Levels of three types of IgG antibodies (anti-OSM IgG, anti-STn IgG, and anti-KLH IgG) were evaluated and assessed for associations with TTP and OS in the STn-KLH group. For the group that received KLH carrier with the endocrine therapy, the anti-KLH IgG was relevant and therefore was measured.
OS by specific serum antibody responses of participants in the sponsor-defined dataset were appraised by applying Cox proportional hazard regression models and Kaplan-Meier survival curves. Cox P-values were calculated using response to first-line chemotherapy and concurrent endocrine therapy use, with the inclusion of the prognostic variable of time from initial diagnosis to first metastasis. Data were analyzed using SAS version 9 software (SAS Institute, Inc., Cary, N.C.). The results were explored for evidence, or lack of, benefit from the combination of endocrine therapy with STn-KLH; notable outcomes and P‑values less than.05 were considered statistically meaningful. All analyses using the sponsor-defined dataset were undertaken post hoc, and no adjustments for multiplicity of statistical tests were foreseen.
Role of the Funding Sources
Merck KGaA, after partnering with Biomira Inc. had full ownership of the data. Merck KGaA funded Biomira Inc.'s project manager and statistician to assist in the completion of this analysis.
After study strata (no evidence of disease/nonprogressive disease, endocrine therapy use/no endocrine therapy use) were reassessed post hoc, 31 participants (9%) were reassigned to a more appropriate treatment stratum: if a patient was ER negative but receiving endocrine therapy according to the reviewer, she will be removed from the post-hoc analysis; on the other hand, if a patient was initially considered ER negative but on review of data was found to be ER positive, that patient will be grouped with the eligible patients for post-hoc analysis. The sponsor-defined endocrine dataset, confirmed by the review team, had 350 patients: 180 in the STn-KLH treatment group and 170 in the control group. These two groups were well balanced (Table 1).
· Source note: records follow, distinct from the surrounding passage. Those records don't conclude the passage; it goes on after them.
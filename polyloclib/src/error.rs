//! Error types for polyloclib

use std::path::PathBuf;
use thiserror::Error;

use crate::query::options::SortKey;

/// Errors that can occur while configuring a scan, scanning, or writing reports.
///
/// Per-file problems (unreadable, binary, unknown language, bad encoding) are
/// not errors: they end up in [`crate::Report::skipped`].
#[derive(Error, Debug)]
pub enum PolylocError {
    /// Failed to read a file
    #[error("failed to read file '{path}': {source}")]
    FileRead {
        path: PathBuf,
        source: std::io::Error,
    },

    /// Invalid glob pattern
    #[error("invalid glob pattern '{pattern}': {message}")]
    InvalidGlob { pattern: String, message: String },

    /// Path does not exist
    #[error("path does not exist: {0}")]
    PathNotFound(PathBuf),

    /// Scan root is not a directory
    #[error("not a directory: {0}")]
    NotADirectory(PathBuf),

    /// Generic configuration problem
    #[error("invalid configuration: {0}")]
    InvalidConfig(String),

    /// More than one sort selector was enabled
    #[error("conflicting sort keys: {0:?} (select at most one)")]
    ConflictingSortKeys(Vec<SortKey>),

    /// Sort direction string other than ASC/DESC
    #[error("invalid sort direction '{0}' (expected ASC or DESC)")]
    InvalidSortDirection(String),

    /// Report format identifier that is not supported
    #[error("unknown report format '{0}'")]
    UnknownReportFormat(String),

    /// Output directory cannot be used for writing reports
    #[error("output directory '{path}' is not usable: {message}")]
    OutputDirectory { path: PathBuf, message: String },

    /// The acquisition collaborator could not provide a scan root
    #[error("failed to acquire '{location}': {message}")]
    Acquisition { location: String, message: String },

    /// Worker pool could not be created
    #[error("failed to build worker pool: {0}")]
    ThreadPool(String),

    /// Report artifact could not be written
    #[error("failed to write report '{path}': {source}")]
    ReportWrite {
        path: PathBuf,
        source: std::io::Error,
    },

    /// Some requested artifacts could not be written
    #[error(
        "{} of {} reports could not be written: {}",
        .failures.len(),
        .failures.len() + .written.len(),
        .failures.iter().map(ToString::to_string).collect::<Vec<_>>().join("; ")
    )]
    ReportsIncomplete {
        /// Artifacts that were written
        written: Vec<PathBuf>,
        /// One error per failed format
        failures: Vec<PolylocError>,
    },

    /// JSON serialization error
    #[error("JSON error: {0}")]
    Json(#[from] serde_json::Error),

    /// IO error
    #[error("IO error: {0}")]
    Io(#[from] std::io::Error),
}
Baseline characteristics of participants who received endocrine therapy (sponsor-defined subset)
(n = 350)
|KLH (n = 170)||STn-KLH (n = 180)||P|
|Median age, y||54.0||53.0||53.0|
|Estrogen receptor status of tumor, no. (%)||Positive||133(78.2)||142(78.9)||275(78.6)|
|Progesterone receptor status of tumor, no. (%)||Positive||95(55.9)||114(63.3)||209(59.7)|
|HER2/neu receptor over expression, no. (%)||Yes||24(14.1)||22(12.2)||46(13.1)|
|Type of metastatic disease, no. (%)||Visceral||132(77.6)||131(72.7)||263(75.1)||.65|
|Time from primary diagnosis to first metastasis, median (interquartile range), mos.||33.4||37.0||36.2||.67|
|(6.5), (66.2)||(11.3), (71.9)||(9), (68)|
|Time from first metastasis to first injection of vaccine, median (interquartile range), mos.||Median||7.8||7.8||7.8||.49|
|25th, 75th percentile||6.1,10.0||6.4,9.9||6,10|
|Type of endocrine therapy, no. (%)||SERM||67(39.4)||78(43.3)||145(41.4)||.63|
AI = aromatase inhibitor; KLH = keyhole-limpet Hemocyanin; SERM = selective estrogen receptor modulator; STn = Sialyl-Tn.
Survival at time of final analysis of study end points by Anti-mucin Antibody Response
A statistically meaningful OS difference was seen in patients who received STn-KLH plus endocrine therapy compared to KLH group, at 1 year of follow-up (Table 2). Among the patients treated with STn-KLH plus endocrine therapy, those who had an anti-OSM IgG titer greater than or equal to the median (1:320) had a significantly longer median OS than those with a titer lower than the median (median OS times at end of study, 39.6 months and 25.4 months, respectively; Cox P =.005). In the same treatment group the former also tended to have a longer TTP (median TTPs, 10.6 months and 6.3 months, respectively; Cox P =. 078). On the other hand, among the participants who received unconjugated KLH plus endocrine therapy (control group), those who had an anti-KLH IgG titer less than the median (1:81920) survived longer than those whose titer was greater than or equal to the median; this difference in median OS time was statistically meaningful when analyzed at the planned end of the study per the protocol (Cox P =. 0072) but was not significant in analyses performed after subsequent follow-up of 12 months (Table 2).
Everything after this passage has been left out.